─── Material shown
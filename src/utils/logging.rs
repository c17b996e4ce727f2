//! Structured logging and security-focused trace utilities.
//!
//! This module configures the `tracing` ecosystem for the application and
//! provides helpers that keep API keys and bulky image payloads out of logs.
//! All log output goes to stderr; stdout is reserved for extracted text.
//!
//! Author: kelexine (<https://github.com/kelexine>)

use crate::config::LoggingConfig;
use crate::error::{ExtractError, Result};
use regex::{Captures, Regex};
use std::sync::OnceLock;
use tracing_subscriber::{layer::SubscriberExt, util::SubscriberInitExt, EnvFilter};

/// Initializes the global tracing subscriber for the application.
///
/// Supports three output formats:
/// - `json`: Structured JSON logs for machine ingestion.
/// - `pretty`: Multi-line, human-readable output.
/// - `compact` (default): One line per event.
///
/// Log levels are controlled via the `RUST_LOG` environment variable or
/// the provided `LoggingConfig`.
pub fn init(config: &LoggingConfig) -> Result<()> {
    let env_filter = EnvFilter::try_from_default_env()
        .or_else(|_| EnvFilter::try_new(&config.level))
        .map_err(|e| ExtractError::Config(format!("Invalid log level '{}': {}", config.level, e)))?;

    let registry = tracing_subscriber::registry().with(env_filter);
    let fmt = tracing_subscriber::fmt::layer().with_writer(std::io::stderr);

    let result = match config.format.as_str() {
        "json" => registry.with(fmt.json()).try_init(),
        "pretty" => registry.with(fmt.pretty()).try_init(),
        _ => registry.with(fmt.compact()).try_init(),
    };

    result.map_err(|e| ExtractError::Internal(format!("Failed to initialize logging: {}", e)))
}

fn api_key_pattern() -> &'static Regex {
    static PATTERN: OnceLock<Regex> = OnceLock::new();
    PATTERN.get_or_init(|| Regex::new(r"AIza[0-9A-Za-z_\-]{20,}").expect("valid regex"))
}

fn bearer_pattern() -> &'static Regex {
    static PATTERN: OnceLock<Regex> = OnceLock::new();
    PATTERN.get_or_init(|| Regex::new(r#"(?i)bearer\s+[^\s"']+"#).expect("valid regex"))
}

fn data_uri_pattern() -> &'static Regex {
    static PATTERN: OnceLock<Regex> = OnceLock::new();
    PATTERN.get_or_init(|| {
        Regex::new(r"data:([A-Za-z]+/[A-Za-z0-9.+\-]+);base64,([A-Za-z0-9+/=]*)").expect("valid regex")
    })
}

/// Sanitizes sensitive information from log messages.
///
/// Replaces Google API keys (`AIza...`) and bearer tokens with
/// `\[REDACTED\]` placeholders.
pub fn sanitize(input: &str) -> String {
    let result = api_key_pattern().replace_all(input, "[REDACTED_API_KEY]");
    bearer_pattern()
        .replace_all(&result, "Bearer [REDACTED_TOKEN]")
        .into_owned()
}

/// Shortens inline `data:` URIs to their MIME type and payload length.
pub fn abbreviate_data_uris(input: &str) -> String {
    data_uri_pattern()
        .replace_all(input, |caps: &Captures| {
            format!("data:{};base64,<{} chars>", &caps[1], caps[2].len())
        })
        .into_owned()
}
──────
Task details :: Reproduce the data in full, precisely as given.

Solution for this task ::
filename src/utils/logging.rs
repository c17b996e4ce727f2
//! Structured logging and security-focused trace utilities.
//!
//! This module configures the `tracing` ecosystem for the application and
//! provides helpers that keep API keys and bulky image payloads out of logs.
//! All log output goes to stderr; stdout is reserved for extracted text.
//!
//! Author: kelexine (<https://github.com/kelexine>)

use crate::config::LoggingConfig;
use crate::error::{ExtractError, Result};
use regex::{Captures, Regex};
use std::sync::OnceLock;
use tracing_subscriber::{layer::SubscriberExt, util::SubscriberInitExt, EnvFilter};

/// Initializes the global tracing subscriber for the application.
///
/// Supports three output formats:
/// - `json`: Structured JSON logs for machine ingestion.
/// - `pretty`: Multi-line, human-readable output.
/// - `compact` (default): One line per event.
///
/// Log levels are controlled via the `RUST_LOG` environment variable or
/// the provided `LoggingConfig`.
pub fn init(config: &LoggingConfig) -> Result<()> {
    let env_filter = EnvFilter::try_from_default_env()
        .or_else(|_| EnvFilter::try_new(&config.level))
        .map_err(|e| ExtractError::Config(format!("Invalid log level '{}': {}", config.level, e)))?;

    let registry = tracing_subscriber::registry().with(env_filter);
    let fmt = tracing_subscriber::fmt::layer().with_writer(std::io::stderr);

    let result = match config.format.as_str() {
        "json" => registry.with(fmt.json()).try_init(),
        "pretty" => registry.with(fmt.pretty()).try_init(),
        _ => registry.with(fmt.compact()).try_init(),
    };

    result.map_err(|e| ExtractError::Internal(format!("Failed to initialize logging: {}", e)))
}

fn api_key_pattern() -> &'static Regex {
    static PATTERN: OnceLock<Regex> = OnceLock::new();
    PATTERN.get_or_init(|| Regex::new(r"AIza[0-9A-Za-z_\-]{20,}").expect("valid regex"))
}

fn bearer_pattern() -> &'static Regex {
    static PATTERN: OnceLock<Regex> = OnceLock::new();
    PATTERN.get_or_init(|| Regex::new(r#"(?i)bearer\s+[^\s"']+"#).expect("valid regex"))
}

fn data_uri_pattern() -> &'static Regex {
    static PATTERN: OnceLock<Regex> = OnceLock::new();
    PATTERN.get_or_init(|| {
        Regex::new(r"data:([A-Za-z]+/[A-Za-z0-9.+\-]+);base64,([A-Za-z0-9+/=]*)").expect("valid regex")
    })
}

/// Sanitizes sensitive information from log messages.
///
/// Replaces Google API keys (`AIza...`) and bearer tokens with
/// `\[REDACTED\]` placeholders.
pub fn sanitize(input: &str) -> String {
    let result = api_key_pattern().replace_all(input, "[REDACTED_API_KEY]");
    bearer_pattern()
        .replace_all(&result, "Bearer [REDACTED_TOKEN]")
        .into_owned()
}

/// Shortens inline `data:` URIs to their MIME type and payload length.
pub fn abbreviate_data_uris(input: &str) -> String {
    data_uri_pattern()
        .replace_all(input, |caps: &Captures| {
            format!("data:{};base64,<{} chars>", &caps[1], caps[2].len())
        })
        .into_owned()
}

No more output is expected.